Bertrand Blier a toujours voulu repousser les limites du bon sens et de l'ordre établi à travers chaque nouveau film, s'attaquant aussi bien aux héritiers de la révolution soixante-huitarde ( Les Valseuses ) qu'à la grande bourgeoisie ( Trop belle pour Toi ) avec le même humour mordant parsemé de pointes de tendresse et de poésie lyrique. Il a filmé tous les tabous, souvent sous de magnifiques coutures : la pédophilie avec Beau-Père et Préparez vos mouchoirs, l'homosexualité avec Tenue de Soirée ou encore la prostitution avec le plus récent Combien tu m'aimes ?... et même la Mort avec l'excellent Buffet Froid, grand sujet incontournable qu'il reprend plus de trente ans plus tard avec Le Bruit des Glaçons.
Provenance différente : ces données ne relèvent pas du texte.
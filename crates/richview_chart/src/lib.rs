mod engine;
mod error;
mod loader;
mod renderer;
mod sandbox;
mod tree;

pub use engine::{ChartEngine, SvgChartEngine};
pub use error::{ChartError, Result, SandboxError};
pub use loader::{BuiltinEngineSource, EngineLoader, EngineSource, LoaderState};
pub use renderer::{ChartHandle, ChartJob, ChartRenderer, ChartState};
pub use sandbox::ScriptSandbox;
pub use tree::{ChartInstance, RenderTree};
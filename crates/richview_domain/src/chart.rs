use derive_getters::Getters;
use derive_setters::Setters;
use serde::{Deserialize, Serialize};
use strum_macros::{Display, EnumString};

use crate::{Error, Result, TableData};

#[derive(Debug, Clone, Copy, PartialEq, Eq, Hash, Serialize, Deserialize, Display, EnumString)]
#[serde(rename_all = "lowercase")]
#[strum(serialize_all = "lowercase", ascii_case_insensitive)]
pub enum ChartKind {
    Pie,
    Doughnut,
    Bar,
    Line,
}

impl ChartKind {
    /// Slices rather than axes.
    pub fn is_radial(&self) -> bool {
        matches!(self, ChartKind::Pie | ChartKind::Doughnut)
    }
}

#[derive(Debug, Clone, PartialEq, Serialize, Deserialize, Default, Setters)]
#[setters(into, strip_option)]
pub struct Dataset {
    #[serde(skip_serializing_if = "Option::is_none")]
    pub label: Option<String>,
    pub values: Vec<f64>,
    #[serde(skip_serializing_if = "Option::is_none")]
    pub colors: Option<Vec<String>>,
}

impl Dataset {
    pub fn new(values: Vec<f64>) -> Self {
        Self { label: None, values, colors: None }
    }
}

/// Canonical description of a chart, independent of how it was derived.
///
/// Construction validates that every dataset has exactly one value per
/// label, so a `ChartConfig` that exists is always renderable.
#[derive(Debug, Clone, PartialEq, Serialize, Getters)]
pub struct ChartConfig {
    kind: ChartKind,
    labels: Vec<String>,
    datasets: Vec<Dataset>,
    options: serde_json::Value,
}

impl ChartConfig {
    pub fn new(kind: ChartKind, labels: Vec<String>, datasets: Vec<Dataset>) -> Result<Self> {
        if labels.is_empty() {
            return Err(Error::EmptyChart);
        }
        if datasets.is_empty() {
            return Err(Error::NoDatasets);
        }
        if let Some((index, dataset)) = datasets
            .iter()
            .enumerate()
            .find(|(_, d)| d.values.len() != labels.len())
        {
            return Err(Error::DatasetLength {
                index,
                expected: labels.len(),
                actual: dataset.values.len(),
            });
        }
        Ok(Self { kind, labels, datasets, options: serde_json::Value::Null })
    }

    pub fn with_options(mut self, options: serde_json::Value) -> Self {
        self.options = options;
        self
    }

    /// Pie chart with one slice per distinct second-column value of a
    /// chartable table.
    pub fn from_table(table: &TableData) -> Option<Self> {
        if !table.is_chartable() {
            return None;
        }
        let tally = table.category_frequencies();
        let labels: Vec<String> = tally.keys().cloned().collect();
        let values: Vec<f64> = tally.values().map(|count| *count as f64).collect();
        let dataset = Dataset::new(values).label(table.headers()[1].clone());
        Self::new(ChartKind::Pie, labels, vec![dataset]).ok()
    }

    /// Sum of the first dataset, used for radial slice angles.
    pub fn total(&self) -> f64 {
        self.datasets
            .first()
            .map(|d| d.values.iter().filter(|v| **v > 0.0).sum())
            .unwrap_or_default()
    }
}

/// Where a chart candidate came from.
#[derive(Debug, Clone, PartialEq, Serialize)]
#[serde(tag = "source", rename_all = "lowercase")]
pub enum ChartSource {
    /// A chart-construction call found in the text. `fragment` is the
    /// original call site so it can be re-executed.
    Script { fragment: String },
    /// A chartable table, by position among the extracted tables.
    Table { index: usize },
}

impl ChartSource {
    pub fn tag(&self) -> &'static str {
        match self {
            ChartSource::Script { .. } => "script",
            ChartSource::Table { .. } => "table",
        }
    }
}

#[derive(Debug, Clone, PartialEq, Serialize)]
pub struct ChartCandidate {
    pub config: ChartConfig,
    #[serde(flatten)]
    pub source: ChartSource,
}

impl ChartCandidate {
    pub fn new(config: ChartConfig, source: ChartSource) -> Self {
        Self { config, source }
    }
}

#[cfg(test)]
mod tests {
    use std::str::FromStr;

    use pretty_assertions::assert_eq;

    use super::*;

    fn labels(items: &[&str]) -> Vec<String> {
        items.iter().map(|s| s.to_string()).collect()
    }

    #[test]
    fn test_kind_parses_case_insensitive() {
        assert_eq!(ChartKind::from_str("Doughnut").unwrap(), ChartKind::Doughnut);
        assert!(ChartKind::from_str("radar").is_err());
    }

    #[test]
    fn test_dataset_setters_wrap_optional_fields() {
        let actual = Dataset::new(vec![1.0]).label("Units").colors(labels(&["#ffffff"]));
        let expected = Dataset {
            label: Some("Units".to_string()),
            values: vec![1.0],
            colors: Some(labels(&["#ffffff"])),
        };
        assert_eq!(actual, expected);
    }

    #[test]
    fn test_matching_lengths_are_accepted() {
        let actual = ChartConfig::new(
            ChartKind::Bar,
            labels(&["a", "b"]),
            vec![Dataset::new(vec![1.0, 2.0])],
        );
        assert!(actual.is_ok());
    }

    #[test]
    fn test_mismatched_dataset_is_rejected() {
        let actual = ChartConfig::new(
            ChartKind::Line,
            labels(&["a", "b"]),
            vec![Dataset::new(vec![1.0, 2.0]), Dataset::new(vec![3.0])],
        );
        let expected = Err(Error::DatasetLength { index: 1, expected: 2, actual: 1 });
        assert_eq!(actual, expected);
    }

    #[test]
    fn test_empty_labels_are_rejected() {
        let actual = ChartConfig::new(ChartKind::Pie, vec![], vec![Dataset::new(vec![])]);
        assert_eq!(actual, Err(Error::EmptyChart));
    }

    #[test]
    fn test_from_table_tallies_second_column() {
        let fixture = TableData::new(
            labels(&["A", "B"]),
            vec![labels(&["1", "x"]), labels(&["2", "x"])],
        );
        let actual = ChartConfig::from_table(&fixture).unwrap();
        assert_eq!(actual.kind(), &ChartKind::Pie);
        assert_eq!(actual.labels(), &labels(&["x"]));
        assert_eq!(actual.datasets()[0].values, vec![2.0]);
    }

    #[test]
    fn test_from_table_skips_unchartable() {
        let fixture = TableData::new(labels(&["A"]), vec![labels(&["1"]), labels(&["2"])]);
        assert_eq!(ChartConfig::from_table(&fixture), None);
    }

    #[test]
    fn test_candidate_serializes_source_tag() {
        let config = ChartConfig::new(ChartKind::Pie, labels(&["x"]), vec![Dataset::new(vec![2.0])])
            .unwrap();
        let fixture = ChartCandidate::new(config, ChartSource::Table { index: 0 });
        let actual = serde_json::to_value(&fixture).unwrap();
        assert_eq!(actual["source"], "table");
        assert_eq!(actual["index"], 0);
    }
}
Si Buffet Froid montrait - à renfort d'humour très, très noir - l'angoisse constante entourant le fameux sujet l'avant-dernier film de Bertrand Blier l'aborde sous un jour davantage désabusé, en présentant son protagoniste littéralement visité par son propre cancer dans son imprenable demeure. Récit lapidaire d'un écrivain alcoolique en proie à une panne d'inspiration chronique et uniquement accompagné de sa bonne Le Bruit des Glaçons donne un rôle intriguant à Jean Dujardin, dont le cancer se trouve personnifié par un Dupontel plus caustique que jamais.
Absurde en diable ledit film de Blier emprunte quelques motifs au chef d'oeuvre Shining de feu Kubrick, usant de mouvements steadycam certes agréables à l'oeil mais finalement très vains dans leur trajectoire... A l'image de son antihéros le film semble naviguer à perte dans les eaux troubles du tarissement créateur, grillant ses quelques bonnes répliques dans un premier quart d'heure plutôt sympatoche mais sapé par une heure d'élégie sentimentale sentant méchamment la redite et le ronronnement. Difficile de croire à l'histoire d'amour unissant Charles Faulque ( Dujardin ) à sa femme de chambre, tant la conduction du récit joue de ses apartés complètement inefficaces à défaut d'être inutiles... Et si Dupontel s'en sort particulièrement bien en cancer acerbe et ricaneur Dujardin se contente de rester honorablement crédible mais sans éclats...
Le lyrisme et les dialogues ressassés à l'usure ( on remarque des répliques entières repiquées au très beau Trop Belle pour Toi ) font de ce Bruit des Glaçons une amère déception, et ce malgré l'audace inhérente au scénario originel. Il est néanmoins clairement net que le cinéma de Bertrand Blier atteint là un point de redondance fortement dommageable, loin des chefs d'oeuvre des temps passés. Moyen donc.